Miranda in Milan is an absolute delight. It’s essentially femslash for William Shakespeare’s The Tempest ... Katharine Duckett paints these borrowed characters beautifully ... Even with the queer love story between Miranda and Dorothea, Miranda in Milan feels very faithful to the source text ... This quick read is a complete joy. The writing’s excellent, the characters are complex, and the twists, while not shocking to me, were incredibly satisfying and creative ... I would strongly recommend this to anyone who’s interested in queer romance, mystery, magic and the occult, or Shakespeare.

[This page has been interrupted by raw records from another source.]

impl OptionsBuilder {
    pub fn from_raw(raw: RawOptions) -> Self {
        Self {
            raw,
            ..Self::default()
        }
    }

    /// Set a request sub-option. An explicit `validate_requests(false)` stays
    /// in force.
    fn update_requests(&mut self, f: impl FnOnce(&mut RawRequestOptions)) {
        let mut current = match self.raw.validate_requests.take() {
            Some(Toggle::Detailed(r)) => r,
            Some(Toggle::Flag(false)) => {
                self.raw.validate_requests = Some(Toggle::Flag(false));
                return;
            }
            _ => RawRequestOptions::default(),
        };
        f(&mut current);
        self.raw.validate_requests = Some(Toggle::Detailed(current));
    }

    fn update_responses(&mut self, f: impl FnOnce(&mut RawResponseOptions)) {
        let mut current = match self.raw.validate_responses.take() {
            Some(Toggle::Detailed(r)) => r,
            Some(Toggle::Flag(false)) => {
                self.raw.validate_responses = Some(Toggle::Flag(false));
                return;
            }
            _ => RawResponseOptions::default(),
        };
        f(&mut current);
        self.raw.validate_responses = Some(Toggle::Detailed(current));
    }

    #[must_use]
    pub fn coerce_types(mut self, on: bool) -> Self {
        self.raw.coerce_types = Some(on);
        self
    }

    #[must_use]
    pub fn validate_requests(mut self, on: bool) -> Self {
        if !(on && matches!(self.raw.validate_requests, Some(Toggle::Detailed(_)))) {
            self.raw.validate_requests = Some(Toggle::Flag(on));
        }
        self
    }

    #[must_use]
    pub fn allow_unknown_query_parameters(mut self, on: bool) -> Self {
        self.update_requests(|r| r.allow_unknown_query_parameters = Some(on));
        self
    }

    #[must_use]
    pub fn allow_read_only(mut self, on: bool) -> Self {
        self.update_requests(|r| r.allow_read_only = Some(on));
        self
    }

    #[must_use]
    pub fn remove_additional(mut self, mode: RemoveAdditional) -> Self {
        self.update_requests(|r| r.remove_additional = Some(mode));
        self
    }

    #[must_use]
    pub fn validate_responses(mut self, on: bool) -> Self {
        if !(on && matches!(self.raw.validate_responses, Some(Toggle::Detailed(_)))) {
            self.raw.validate_responses = Some(Toggle::Flag(on));
        }
        self
    }

    #[must_use]
    pub fn response_remove_additional(mut self, mode: RemoveAdditional) -> Self {
        self.update_responses(|r| r.remove_additional = Some(mode));
        self
    }

    #[must_use]
    pub fn validate_security(mut self, on: bool) -> Self {
        self.raw.validate_security = Some(on);
        self
    }

    #[must_use]
    pub fn security_handler(mut self, scheme: &str, handler: Arc<dyn SecurityHandler>) -> Self {
        self.security_handlers.register(scheme, handler);
        self
    }

    #[must_use]
    pub fn validate_formats(mut self, mode: FormatMode) -> Self {
        self.raw.validate_formats = Some(mode);
        self
    }

    #[must_use]
    pub fn unknown_formats(mut self, unknown: UnknownFormats) -> Self {
        self.raw.unknown_formats = Some(unknown);
        self
    }

    /// Register a checker for a custom `format` name.
    #[must_use]
    pub fn format<F>(mut self, name: &str, check: F) -> Self
    where
        F: Fn(&str) -> bool + Send + Sync + 'static,
    {
        self.custom_formats.push((name.to_string(), Arc::new(check)));
        self
    }

    /// Enable the dispatcher, resolving handler modules under `base_dir`.
    #[must_use]
    pub fn operation_handlers(mut self, base_dir: &str) -> Self {
        self.raw.operation_handlers = Some(Toggle::Detailed(base_dir.to_string()));
        self
    }

    #[must_use]
    pub fn ignore_paths(mut self, pattern: &str) -> Self {
        self.raw.ignore_paths = Some(pattern.to_string());
        self
    }

    #[must_use]
    pub fn ignore_paths_fn<F>(mut self, predicate: F) -> Self
    where
        F: Fn(&str) -> bool + Send + Sync + 'static,
    {
        self.ignore_predicate = Some(Arc::new(predicate));
        self
    }

    #[must_use]
    pub fn aggregate_stages(mut self, on: bool) -> Self {
        self.raw.aggregate_stages = Some(on);
        self
    }

    #[must_use]
    pub fn max_body_bytes(mut self, limit: usize) -> Self {
        self.raw.max_body_bytes = Some(limit);
        self
    }

    /// Normalise into [`ValidatorOptions`].
    ///
    /// # Errors
    ///
    /// - [`ConfigError::InvalidOption`] for unusable values (bad regex, zero body
    ///   limit, empty handler directory).
    /// - [`ConfigError::Conflict`] for mutually exclusive combinations.
    pub fn build(self) -> Result<ValidatorOptions, ConfigError> {
        let OptionsBuilder {
            raw,
            security_handlers,
            custom_formats,
            ignore_predicate,
        } = self;

        let top_coerce = raw.coerce_types;
        let requests = match raw.validate_requests {
            None | Some(Toggle::Flag(true)) => Some(RequestOptions {
                coerce_types: top_coerce.unwrap_or(true),
                ..RequestOptions::default()
            }),
            Some(Toggle::Flag(false)) => None,
            Some(Toggle::Detailed(r)) => Some(RequestOptions {
                allow_unknown_query_parameters: r.allow_unknown_query_parameters.unwrap_or(false),
                remove_additional: r.remove_additional.unwrap_or_default(),
                allow_read_only: r.allow_read_only.unwrap_or(false),
                coerce_types: r.coerce_types.or(top_coerce).unwrap_or(true),
            }),
        };

        let responses = match raw.validate_responses {
            None | Some(Toggle::Flag(false)) => None,
            Some(Toggle::Flag(true)) => Some(ResponseOptions::default()),
            Some(Toggle::Detailed(r)) => Some(ResponseOptions {
                remove_additional: r.remove_additional.unwrap_or_default(),
            }),
        };

        let formats = raw.validate_formats.unwrap_or_default();
        let unknown_formats = raw.unknown_formats.unwrap_or_default();
        if formats == FormatMode::Off {
            if let UnknownFormats::Allow(_) = unknown_formats {
                return Err(ConfigError::Conflict(
                    "unknown_formats lists format names but validate_formats is false".into(),
                ));
            }
            if !custom_formats.is_empty() {
                return Err(ConfigError::Conflict(
                    "custom formats registered but validate_formats is false".into(),
                ));
            }
        }

        let operation_handlers = match raw.operation_handlers {
            None | Some(Toggle::Flag(false)) => None,
            Some(Toggle::Flag(true)) => Some(String::new()),
            Some(Toggle::Detailed(dir)) => {
                if dir.trim().is_empty() {
                    return Err(ConfigError::InvalidOption {
                        option: "operation_handlers",
                        message: "base directory must not be empty".into(),
                    });
                }
                Some(dir.trim_end_matches('/').to_string())
            }
        };

        let ignore_paths = match (raw.ignore_paths, ignore_predicate) {
            (Some(_), Some(_)) => {
                return Err(ConfigError::Conflict(
                    "ignore_paths given both as a pattern and as a predicate".into(),
                ))
            }
            (Some(pattern), None) => Some(IgnorePaths::Pattern(Regex::new(&pattern).map_err(
                |e| ConfigError::InvalidOption {
                    option: "ignore_paths",
                    message: e.to_string(),
                },
            )?)),
            (None, Some(f)) => Some(IgnorePaths::Predicate(f)),
            (None, None) => None,
        };

        if raw.max_body_bytes == Some(0) {
            return Err(ConfigError::InvalidOption {
                option: "max_body_bytes",
                message: "must be greater than zero".into(),
            });
        }

        let validate_security = raw.validate_security.unwrap_or(true);
        if !validate_security && !security_handlers.is_empty() {
            tracing::warn!("security handlers registered but validate_security is false; they will not run");
        }

        Ok(ValidatorOptions {
            requests,
            responses,
            validate_security,
            security_handlers,
            formats,
            unknown_formats,
            custom_formats,
            operation_handlers,
            ignore_paths,
            aggregate_stages: raw.aggregate_stages.unwrap_or(false),
            max_body_bytes: raw.max_body_bytes,
        })
    }
}
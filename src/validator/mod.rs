//! # Validator Module
//!
//! Request and response validation against the schemas an operation declares.
//!
//! Schemas are rewritten from OpenAPI into plain JSON Schema per direction
//! ([`prepare`]), compiled once per operation into a [`CompiledValidatorSet`],
//! and run in a fixed stage order on each request:
//!
//! 1. path parameters
//! 2. query parameters (unknown keys rejected unless allowed)
//! 3. header parameters
//! 4. cookie parameters
//! 5. request body (media type, `readOnly`, coercion, defaults, schema)
//!
//! Raw parameter strings are coerced to their declared types before they are
//! checked, and the coerced values land in the
//! [`RequestContext`](crate::context::RequestContext).
//!
//! On the way out, the handler's status must be declared (exact, `NXX`, or
//! `default`), `writeOnly` properties are stripped, and the body is checked.

mod coerce;
mod compiled;
mod formats;
mod request;
mod response;
mod schema;
mod visibility;

pub use coerce::{coerce_body, coerce_param, inject_defaults};
pub use compiled::{CompiledSchema, CompiledValidatorSet};
pub use formats::OPENAPI_FORMATS;
pub use request::Stage;
pub use schema::{prepare, Direction};
pub use visibility::{read_only_violations, remove_additional, strip_write_only};
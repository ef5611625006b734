use crate::config::{OptionsBuilder, RawOptions, ValidatorOptions};
use crate::dispatcher::{Dispatcher, HandlerRegistry};
use crate::pipeline::Snapshot;
use crate::router::{RawParam, RouteTable};
use crate::spec::load_spec;
use crate::validator_cache::SpecVersion;
use anyhow::Context;
use clap::{Parser, Subcommand};
use http::Method;
use std::path::{Path, PathBuf};

/// Command-line interface for oasgate
#[derive(Parser, Debug)]
#[command(name = "oasgate")]
#[command(about = "OpenAPI contract validation tooling", long_about = None)]
pub struct Cli {
    #[command(subcommand)]
    pub command: Commands,
}

#[derive(Subcommand, Debug)]
pub enum Commands {
    /// Print the route table in match order
    Routes {
        /// Path to the OpenAPI document (YAML or JSON)
        #[arg(short, long)]
        spec: PathBuf,
    },
    /// Build everything the pipeline would build and report configuration errors
    Check {
        /// Path to the OpenAPI document (YAML or JSON)
        #[arg(short, long)]
        spec: PathBuf,

        /// Validator options file (YAML, TOML or JSON)
        #[arg(short, long, env = "OASGATE_CONFIG")]
        config: Option<PathBuf>,
    },
    /// Resolve a request to its operation
    Resolve {
        /// Path to the OpenAPI document (YAML or JSON)
        #[arg(short, long)]
        spec: PathBuf,

        /// HTTP method, e.g. GET
        method: String,

        /// Request path, including any base path
        path: String,
    },
}

pub fn run_cli(cli: Cli) -> anyhow::Result<()> {
    match cli.command {
        Commands::Routes { spec } => {
            let table = load_table(&spec)?;
            table.dump_routes();
            Ok(())
        }
        Commands::Check { spec, config } => {
            let summary = check(&spec, config.as_deref())?;
            println!("{summary}");
            Ok(())
        }
        Commands::Resolve { spec, method, path } => {
            let table = load_table(&spec)?;
            let method: Method = method
                .to_ascii_uppercase()
                .parse()
                .with_context(|| format!("invalid HTTP method '{method}'"))?;
            let matched = table.resolve(&method, &path)?;
            let op = &matched.operation;
            println!(
                "{} {} -> {}",
                op.method,
                op.full_path(),
                op.handler_operation_id().unwrap_or("-")
            );
            for (name, value) in &matched.path_params {
                match value {
                    RawParam::Single(v) => println!("  {name} = {v}"),
                    RawParam::Multi(vs) => println!("  {name} = {vs:?}"),
                }
            }
            Ok(())
        }
    }
}

fn load_table(spec: &Path) -> anyhow::Result<RouteTable> {
    let document = load_spec(spec)?;
    Ok(RouteTable::build(&document)?)
}

/// Build the snapshot for `spec` under the options in `config`.
///
/// Handler modules only exist in the host process, so binding is checked for
/// id/module pairing without resolving modules.
pub(crate) fn check(spec: &Path, config: Option<&Path>) -> anyhow::Result<String> {
    let document = load_spec(spec)?;
    let bytes = std::fs::read(spec).with_context(|| format!("failed to read {}", spec.display()))?;
    let mut options = match config {
        Some(path) => OptionsBuilder::from_raw(RawOptions::from_path(path)?).build()?,
        None => ValidatorOptions::default(),
    };
    let handlers_enabled = options.operation_handlers.take().is_some();

    let snapshot = Snapshot::build(
        &document,
        &options,
        &HandlerRegistry::default(),
        SpecVersion::from_content(1, &bytes),
    )?;
    let bindings = if handlers_enabled {
        Dispatcher::check_bindings(&snapshot.table)?
    } else {
        0
    };

    let validators: usize = snapshot
        .table
        .operations()
        .filter_map(|op| snapshot.cache.get(op))
        .map(|set| set.len())
        .sum();
    Ok(format!(
        "ok: {} routes, {} validators, {} handler bindings (spec {})",
        snapshot.table.len(),
        validators,
        bindings,
        snapshot.version.to_key()
    ))
}
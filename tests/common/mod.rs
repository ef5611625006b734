#![allow(dead_code)]

use oasgate::{load_spec, ApiResponse, HandlerRequest, OpenApiValidator, OptionsBuilder, ValidatorOptions};
use oas3::OpenApiV3Spec;
use serde_json::{json, Value};
use std::path::PathBuf;

pub fn fixture_path(name: &str) -> PathBuf {
    PathBuf::from(env!("CARGO_MANIFEST_DIR"))
        .join("tests")
        .join("fixtures")
        .join(name)
}

pub fn products_spec() -> OpenApiV3Spec {
    load_spec(fixture_path("products.yaml")).unwrap()
}

/// Options for fixture tests that are not about security. The fixture declares
/// security schemes, so with no handlers installed security has to be off.
pub fn fixture_options() -> OptionsBuilder {
    ValidatorOptions::builder().validate_security(false)
}

pub fn products_validator(options: ValidatorOptions) -> OpenApiValidator {
    OpenApiValidator::new(&products_spec(), options).unwrap()
}

/// Host handler that echoes what the pipeline handed over: the processed body
/// and the coerced parameters.
pub async fn echo(req: HandlerRequest) -> anyhow::Result<ApiResponse> {
    let (path, query, headers, cookies) = match &req.context {
        Some(ctx) => (
            Value::Object(ctx.path_params.clone()),
            Value::Object(ctx.query.clone()),
            Value::Object(ctx.headers.clone()),
            Value::Object(ctx.cookies.clone()),
        ),
        None => (Value::Null, Value::Null, Value::Null, Value::Null),
    };
    Ok(ApiResponse::json(
        200,
        json!({
            "path": path,
            "query": query,
            "headers": headers,
            "cookies": cookies,
            "body": req.request.body.unwrap_or(Value::Null),
        }),
    ))
}

/// Host handler that returns a fixed response.
pub fn respond(response: ApiResponse) -> impl FnOnce(HandlerRequest) -> std::future::Ready<anyhow::Result<ApiResponse>> {
    move |_| std::future::ready(Ok(response))
}

pub mod temp_files {
    use std::io::Write;

    /// Write `content` to a fresh temporary file with the given suffix.
    pub fn create_temp_spec(content: &str, suffix: &str) -> tempfile::NamedTempFile {
        let mut file = tempfile::Builder::new()
            .prefix("oasgate_test_")
            .suffix(suffix)
            .tempfile()
            .unwrap();
        file.write_all(content.as_bytes()).unwrap();
        file.flush().unwrap();
        file
    }

    pub fn create_temp_yaml(content: &str) -> tempfile::NamedTempFile {
        create_temp_spec(content, ".yaml")
    }
}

Duckett offers her protagonist agency and voice ... within the bounds set by Shakespeare and our own modern interpretations of Elizabethan femininity and sexism, Duckett’s Miranda stands out ... Duckett takes Shakespeare’s already somewhat critical take on the patriarchy and overlays it with contemporary feminism, not so much that it breaks the story but enough that it feels more grounded in reality than the original play ... I wish Duckett had explore race a little more in the story. Most of the racially relevant questions she poses are left unanswered to such an extent that it does a disservice to the thematic elements ... Miranda in Milan is a delightfully charming and dreadfully suspenseful novella.
Miranda in Milan will resonate with anyone who has felt an outsider's loneliness ... Duckett's story is intriguing, adept, inventive and sexy. Her original characters are formidably vivid ... The biggest criticism I can offer is that Miranda in Milan often feels like half a book. There's a lack of detail in the worldbuilding that can be frustrating at times ... Duckett gives a succinct flashback from Miranda's point of view, but will this be enough for a reader to whom the play is unknown? ... Miranda in Milan is a solid debut, and I'll look forward to seeing where Duckett goes from here.